Hong Kong Parkview is the largest private housing estate in Tai Tam, Hong Kong. It is located at  88 Tai Tam Reservoir Road, Hong Kong Island, between Jardine's Lookout and Violet Hill. To its west is the Wong Nai Chung Gap. It is surrounded by Tai Tam Country Park.

Description
Its Chinese name is 陽明山莊, literally translated as "Yangming Mountain Villa". 

Its units are high-end residences. Its ground level is nearly 300 meters above sea level, making its buildings some of the highest in Hong Kong. There are 18 buildings in total. It was designed by Wang Dong Architects Co., Ltd. and constructed by Hip Hing Construction Co., Ltd. from August 1988 to May 1989.
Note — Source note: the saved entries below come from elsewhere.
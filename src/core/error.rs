use crate::core::types::MediaKind;
use thiserror::Error;

/// 错误分类（供调用方做机器判断）
#[derive(Debug, Clone, Copy, PartialEq, Eq)]
pub enum ErrorKind {
    /// 数据源 / 格式错误：源不可读、格式识别失败、编解码器不支持
    Source,
    /// 单个数据包解码失败（内部记录日志后跳过，不会返回给调用方）
    Transient,
    /// 致命错误：管线进入不可用状态，调用方需要 deinit 后重建
    Fatal,
    /// 被中断（不是错误，只是提前返回）
    Cancelled,
    /// 调用方式错误：未初始化、输出缓冲已满、暂无可用帧
    Usage,
}

#[derive(Error, Debug)]
pub enum DecoderError {
    #[error("FFmpeg 错误: {0}")]
    #[cfg(feature = "ffmpeg")]
    FFmpegError(#[from] ffmpeg_next::Error),

    #[error("IO 错误: {0}")]
    IoError(#[from] std::io::Error),

    #[error("无法打开数据源: {0}")]
    OpenError(String),

    #[error("数据源类型不匹配: 期望 {expected}, 实际 {found}")]
    KindMismatch { expected: MediaKind, found: String },

    #[error("无法找到{0}流")]
    NoStream(MediaKind),

    #[error("不支持的编解码器: {0}")]
    UnsupportedCodec(String),

    #[error("网络数据源失效: {0}")]
    SourceFailed(String),

    #[error("解码错误: {0}")]
    DecodeError(String),

    #[error("上下文分配失败: {0}")]
    ContextError(String),

    #[error("重采样器初始化失败: {0}")]
    ResamplerError(String),

    #[error("硬件解码服务拒绝: {0}")]
    HardwareRejected(String),

    #[error("解码管线未就绪")]
    NotReady,

    #[error("{0}输出缓冲已满")]
    OutputFull(MediaKind),

    #[error("{0}数据包队列为空")]
    NoPacket(MediaKind),

    #[error("暂无已解码的视频帧")]
    NoFrame,

    #[error("操作被中断")]
    Interrupted,

    #[error("其他错误: {0}")]
    Other(String),
}

impl DecoderError {
    /// 错误分类
    pub fn kind(&self) -> ErrorKind {
        match self {
            #[cfg(feature = "ffmpeg")]
            DecoderError::FFmpegError(_) => ErrorKind::Fatal,
            DecoderError::IoError(e) if e.kind() == std::io::ErrorKind::Interrupted => {
                ErrorKind::Cancelled
            }
            DecoderError::IoError(_)
            | DecoderError::OpenError(_)
            | DecoderError::KindMismatch { .. }
            | DecoderError::NoStream(_)
            | DecoderError::UnsupportedCodec(_)
            | DecoderError::SourceFailed(_) => ErrorKind::Source,
            DecoderError::DecodeError(_) => ErrorKind::Transient,
            DecoderError::ContextError(_)
            | DecoderError::ResamplerError(_)
            | DecoderError::HardwareRejected(_)
            | DecoderError::Other(_) => ErrorKind::Fatal,
            DecoderError::Interrupted => ErrorKind::Cancelled,
            DecoderError::NotReady
            | DecoderError::OutputFull(_)
            | DecoderError::NoPacket(_)
            | DecoderError::NoFrame => ErrorKind::Usage,
        }
    }

    /// 是否会让管线进入不可用状态
    pub fn is_fatal(&self) -> bool {
        self.kind() == ErrorKind::Fatal
    }
}

pub type Result<T> = std::result::Result<T, DecoderError>;
//! Page lifecycle: initial pass, observation, refresh.

use std::time::Duration;

use mv_config::{ConfigProvider, PageConfig};
use mv_diagrams::{
    DiagramLibrary, PROCESSED_ATTRIBUTE, RendererAdapter, SOURCE_PANE_CLASS, ViewController,
    WRAPPER_CLASS, find_candidates,
};
use mv_dom::{Document, MutationBatch, NodeId, Selector};
use tokio::sync::mpsc;

use crate::debouncer::ScanDebouncer;
use crate::error::PageError;
use crate::event::PageEvent;
use crate::message::{PageRequest, PageResponse};

/// Lifecycle phase of a page.
#[derive(Debug, Clone, Copy, Default, PartialEq, Eq)]
pub enum Phase {
    /// Nothing processed, no observation. Also the state of disabled pages.
    #[default]
    Idle,
    /// A pass is running.
    Scanning,
    /// Waiting for added content.
    Observing,
}

/// Configuration of the current page session.
#[derive(Debug, Clone)]
struct ActiveConfig {
    selector: Selector,
    auto_render: bool,
}

/// Drives detection, rendering, and teardown for one document.
///
/// All state lives on one task. Renders in a pass run one at a time in
/// document order.
pub struct PageOrchestrator<D, L, P> {
    doc: D,
    renderer: RendererAdapter<L>,
    controller: ViewController,
    provider: P,
    domain: String,
    config: Option<ActiveConfig>,
    phase: Phase,
    debouncer: ScanDebouncer,
}

impl<D, L, P> PageOrchestrator<D, L, P>
where
    D: Document,
    L: DiagramLibrary,
    P: ConfigProvider,
{
    /// Create an idle orchestrator.
    ///
    /// # Arguments
    ///
    /// * `doc` - Page document
    /// * `library` - Diagram library used for rendering
    /// * `provider` - Source of page configuration
    /// * `domain` - Domain key used for configuration lookup
    pub fn new(doc: D, library: L, provider: P, domain: impl Into<String>) -> Self {
        Self {
            doc,
            renderer: RendererAdapter::new(library),
            controller: ViewController::new(),
            provider,
            domain: domain.into(),
            config: None,
            phase: Phase::Idle,
            debouncer: ScanDebouncer::default(),
        }
    }

    /// Use a different debounce window for re-scans.
    #[must_use]
    pub fn with_debounce(mut self, window: Duration) -> Self {
        self.debouncer = ScanDebouncer::new(window);
        self
    }

    pub fn document(&self) -> &D {
        &self.doc
    }

    /// Mutable document access for hosts editing the page directly.
    ///
    /// Added nodes must still be reported through [`observe`](Self::observe).
    pub fn document_mut(&mut self) -> &mut D {
        &mut self.doc
    }

    /// Consume the orchestrator, returning the document.
    pub fn into_document(self) -> D {
        self.doc
    }

    pub fn controller(&self) -> &ViewController {
        &self.controller
    }

    pub fn renderer(&self) -> &RendererAdapter<L> {
        &self.renderer
    }

    #[must_use]
    pub fn phase(&self) -> Phase {
        self.phase
    }

    #[must_use]
    pub fn domain(&self) -> &str {
        &self.domain
    }

    /// Whether a debounced re-scan is pending.
    #[must_use]
    pub fn scan_pending(&self) -> bool {
        self.debouncer.is_pending()
    }

    /// Load configuration and run the initial pass.
    ///
    /// A page that is disabled, or whose configuration cannot be fetched,
    /// stays idle and untouched. Returns the number of containers built.
    ///
    /// # Errors
    ///
    /// Returns [`PageError`] for an invalid selector or a rejected document edit.
    pub async fn initialize(&mut self) -> Result<usize, PageError> {
        self.phase = Phase::Idle;
        self.config = None;

        let config = match self.provider.get_configuration(&self.domain).await {
            Ok(config) => config,
            Err(e) => {
                tracing::warn!(domain = %self.domain, error = %e, "Configuration unavailable, leaving page untouched");
                return Ok(0);
            }
        };
        let PageConfig {
            selector,
            auto_render,
            enabled,
        } = config;
        if !enabled {
            tracing::info!(domain = %self.domain, "Disabled for domain");
            return Ok(0);
        }

        let selector = Selector::parse(&selector)?;
        self.config = Some(ActiveConfig {
            selector,
            auto_render,
        });
        self.renderer.initialize(&self.doc);

        self.phase = Phase::Scanning;
        let result = self.process_page().await;
        self.phase = Phase::Observing;
        result
    }

    /// Build containers for all unhandled blocks, rendering them when
    /// configured to.
    ///
    /// Returns the number of containers built. Does nothing while idle.
    ///
    /// # Errors
    ///
    /// Returns [`PageError`] if the document rejects an edit.
    pub async fn process_page(&mut self) -> Result<usize, PageError> {
        let Some(config) = &self.config else {
            return Ok(0);
        };
        let auto_render = config.auto_render;
        let blocks = find_candidates(&self.doc, &config.selector);

        let mut created = 0;
        for block in blocks {
            let Some(key) = self.controller.build_container(&mut self.doc, block)? else {
                continue;
            };
            created += 1;
            if auto_render {
                self.controller
                    .auto_render(&mut self.doc, &mut self.renderer, key)
                    .await?;
            }
        }

        if created > 0 {
            tracing::info!(created, total = self.controller.len(), "Processed page");
        }
        Ok(created)
    }

    /// React to a batch of added nodes.
    ///
    /// Schedules a debounced re-scan if an added node outside our own viewer
    /// markup matches, or contains a match for, the active selector. Returns
    /// whether the batch was relevant.
    pub fn observe(&mut self, batch: &MutationBatch) -> bool {
        if self.phase == Phase::Idle || batch.is_empty() {
            return false;
        }
        let Some(config) = &self.config else {
            return false;
        };

        let relevant = batch.added.iter().any(|&node| {
            !self.inside_viewer(node)
                && (self.doc.matches(node, &config.selector)
                    || self.doc.query_selector(node, &config.selector).is_some())
        });
        if relevant && self.debouncer.schedule() {
            tracing::debug!(added = batch.added.len(), "Scheduled re-scan");
        }
        relevant
    }

    /// Run a pass over newly added content. Failures are logged, never returned.
    pub async fn rescan(&mut self) -> usize {
        if self.phase == Phase::Idle || self.config.is_none() {
            return 0;
        }
        self.phase = Phase::Scanning;
        let created = match self.process_page().await {
            Ok(created) => created,
            Err(e) => {
                tracing::error!(error = %e, "Re-scan failed");
                0
            }
        };
        self.phase = Phase::Observing;
        created
    }

    /// Revert all changes to the document and stop observing.
    ///
    /// The page stays idle until [`initialize`](Self::initialize) or
    /// [`refresh`](Self::refresh) loads configuration again. Returns the
    /// number of containers removed.
    pub fn cleanup(&mut self) -> usize {
        self.debouncer.cancel();
        self.phase = Phase::Idle;
        self.config = None;
        self.controller.cleanup(&mut self.doc)
    }

    /// Clean up, then run the initial pass again with fresh configuration.
    ///
    /// The renderer picks up any theme change made since the last pass.
    ///
    /// # Errors
    ///
    /// Returns [`PageError`] as [`initialize`](Self::initialize) does.
    pub async fn refresh(&mut self) -> Result<usize, PageError> {
        let removed = self.cleanup();
        tracing::info!(removed, "Refreshing page");
        if self.renderer.state().initialized {
            self.renderer.reinitialize(&self.doc);
        }
        self.initialize().await
    }

    /// Answer a host request.
    pub async fn handle_request(&mut self, request: PageRequest) -> PageResponse {
        match request {
            PageRequest::Refresh => {
                let success = match self.refresh().await {
                    Ok(_) => true,
                    Err(e) => {
                        tracing::error!(error = %e, "Refresh failed");
                        false
                    }
                };
                PageResponse::Refreshed { success }
            }
            PageRequest::GetStatus => PageResponse::Status {
                domain: self.domain.clone(),
                processed_count: self.processed_count(),
            },
        }
    }

    /// Dispatch a click to the toggle under `target`.
    ///
    /// Returns whether a toggle was hit.
    pub async fn click(&mut self, target: NodeId) -> bool {
        match self
            .controller
            .handle_click(&mut self.doc, &mut self.renderer, target)
            .await
        {
            Ok(hit) => hit,
            Err(e) => {
                tracing::error!(error = %e, "Toggle failed");
                true
            }
        }
    }

    /// Number of handled blocks on the page.
    ///
    /// Copies of blocks shown inside source panes carry the marker too but
    /// are not counted.
    #[must_use]
    pub fn processed_count(&self) -> usize {
        let root = self.doc.document_element();
        std::iter::once(root)
            .chain(self.doc.descendants(root))
            .filter(|&node| self.doc.get_attribute(node, PROCESSED_ATTRIBUTE) == Some("true"))
            .filter(|&node| !self.has_ancestor_class(node, SOURCE_PANE_CLASS))
            .count()
    }

    /// Process events until the channel closes.
    ///
    /// A re-scan still pending when the channel closes runs before returning.
    pub async fn run(&mut self, mut events: mpsc::Receiver<PageEvent<D>>) {
        loop {
            let deadline = self.debouncer.deadline();
            tokio::select! {
                event = events.recv() => {
                    let Some(event) = event else {
                        break;
                    };
                    self.dispatch(event).await;
                }
                () = sleep_until(deadline), if deadline.is_some() => {
                    if self.debouncer.take_due() {
                        self.rescan().await;
                    }
                }
            }
        }

        if self.debouncer.is_pending() {
            self.debouncer.cancel();
            self.rescan().await;
        }
    }

    async fn dispatch(&mut self, event: PageEvent<D>) {
        match event {
            PageEvent::Mutations(batch) => {
                self.observe(&batch);
            }
            PageEvent::Edit(edit) => {
                if let Some(batch) = edit(&mut self.doc) {
                    self.observe(&batch);
                }
            }
            PageEvent::Click(target) => {
                self.click(target).await;
            }
            PageEvent::Request(request, responder) => {
                let response = self.handle_request(request).await;
                if responder.send(response).is_err() {
                    tracing::debug!(?request, "Requester went away before the response");
                }
            }
        }
    }

    fn inside_viewer(&self, node: NodeId) -> bool {
        self.has_ancestor_class(node, WRAPPER_CLASS)
    }

    /// Whether `node` or one of its ancestors has `class`.
    fn has_ancestor_class(&self, node: NodeId, class: &str) -> bool {
        let mut current = Some(node);
        while let Some(node) = current {
            if self.doc.has_class(node, class) {
                return true;
            }
            current = self.doc.parent(node);
        }
        false
    }
}

async fn sleep_until(deadline: Option<tokio::time::Instant>) {
    if let Some(deadline) = deadline {
        tokio::time::sleep_until(deadline).await;
    }
}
Each block is 20 storys tall. The estate comprises a total of 984 flats.

History
It consists of 18 blocks opened in 1989 by Chyau Fwu and designed by Wong Tung & Partners. It is managed by the Parkview Group today. 

Being surrounded by protected lands on all sides, the development was criticised after opening for spoiling the serenity of Tai Tam Country Park.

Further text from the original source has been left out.